Ich wünsche mir, dass alle Verantwortlichen in Politik, Verwaltung und auch Medien aufhören, eine ausschließliche Prestige-und Nützlichkeitsdebatte über den Kulturbereich zu führen. 

 

Ich wünsche mir, dass die Kultur selbst sich nicht nur über Haushaltsstellen definiert, sondern auch ihren eigenen Transformationsprozess mutig in die Zukunft führt. So sehr ich dabei bleibe, dass jeder Cent für die Kultur ein richtig angelegter Cent für die gesamte Gesellschaft ist, so sehr lehne ich die Einstellung ab, dass eine Zahl in einem Haushalt die Wertigkeit von Kultur definiert.

 

Ich wünsche mir, dass politisch Verantwortliche ergebnisoffen debattieren und sich tatsächlich tief in die Materie denken, wenn es um die Frage kultureller Entwicklungsperspektiven geht. Die Weigerung, sich notwendigerweise mit Detailfragen über einen längeren Zeitraum im kulturpolitischen Raum zu beschäftigen, ist immer der Todesstoß für irgendeine Entwicklung. 

 

Ich wünsche mir, dass der Rechtfertigungsdruck aufhört und Interesse und Wertschätzung Einzug halten.

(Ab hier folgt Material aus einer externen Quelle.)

//! Keyed hash collections - maps and sets whose keys live inside the values.
//!
//! Every collection here derives the key of an entry from the value through a
//! [`KeyAdapter`](adapter::KeyAdapter) instead of storing the key alongside
//! it. For workloads where the key is already a field of the value (an id, a
//! name, a sequence number) this halves the per-entry footprint, and with the
//! primitive adapters the hot paths never box or hash-dispatch at all.
//!
//! Two storage families are provided:
//!
//! * [`KeyedHash`] (with its [`KeyedHashMap`] and [`KeyedHashSet`] views) -
//!   an open-addressed table with double-hash probing and tombstone
//!   deletion. Writers are serialised internally; readers are completely
//!   lock-free, relying on snapshot-swapped storage and release/acquire slot
//!   publication.
//! * [`IntrusiveChainedHash`] - separate chaining where the links are
//!   threaded *through the values* via an embedded [`Link`], so chains cost
//!   no per-entry node allocations.
//!
//! Both behave as a set of values and a map from derived key to value at the
//! same time, and both offer an atomic find-or-create
//! (`get_or_insert_with`) whose factory runs at most once per winning
//! insertion.
//!
//! Open addressing is a deliberate trade: removals leave tombstones that
//! lengthen probe sequences, so populations that churn heavily should call
//! `compact()` now and then, or prefer the intrusive family.
//!
//! # Features
//!
//! * `ahash` (default) - hash generic keys with the cpu accelerated ahash
//!   crate; without it the std hasher is used.
//! * `serde` - `Serialize` implementations for the tables and views.
//!
//! # Example
//!
//! ```
//! use keyed_hash::adapter::LongKey;
//! use keyed_hash::KeyedHashMap;
//! use std::sync::Arc;
//!
//! struct Account {
//!     number: i64,
//!     owner: String,
//! }
//!
//! let accounts = KeyedHashMap::new(LongKey::new(|a: &Account| a.number));
//! accounts
//!     .put(&401, Arc::new(Account { number: 401, owner: "ada".into() }))
//!     .unwrap();
//!
//! // find-or-create runs the factory at most once per key
//! let acct = accounts
//!     .get_or_insert_with(402, |n| {
//!         Arc::new(Account { number: *n, owner: "grace".into() })
//!     })
//!     .unwrap();
//! assert_eq!(acct.owner, "grace");
//! assert_eq!(accounts.len(), 2);
//! ```

#![deny(warnings)]
#![warn(missing_docs)]
#![warn(unused_extern_crates)]

pub mod adapter;
mod error;
pub mod intrusive;
pub mod openhash;
mod primes;

pub use error::KeyError;
pub use intrusive::{ChainAdapter, IntrusiveChainedHash, Link};
pub use openhash::map::KeyedHashMap;
pub use openhash::set::KeyedHashSet;
pub use openhash::KeyedHash;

Solange ich atme, kann und werde ich die Hoffnung nicht aufgeben, dass es gelingen kann.

 

Wir schreiben das Jahr 3 der Pandemie. 

Die Krise, in die Kunst und Kultur durch politische Entscheidungen gestürzt wurde, offenbart die seit Jahren existente und kaum beachtete Krise von Kulturpolitik. Sie ist oftmals nur Bittstellerin, Bewahrerin und auf den Ebenen, wo Entscheidungen getroffen werden, oft zu einseitig und gefällig. Sie ist nicht mutig, kreativ und visionär, obwohl sie genau dies sein muss. Sie wird nicht interdisziplinär gelebt, obwohl das immanenter Bestandteil ist. Kulturpolitik ist Gesellschaftspolitik und auf Verwaltungsebene daher ein Querschnittsthema, kein Nischenbereich. 

 

Es ist Zeit, dass Kulturpolitik in ihre Stärke kommt. Aber dafür braucht es eben (auch) Gefühl.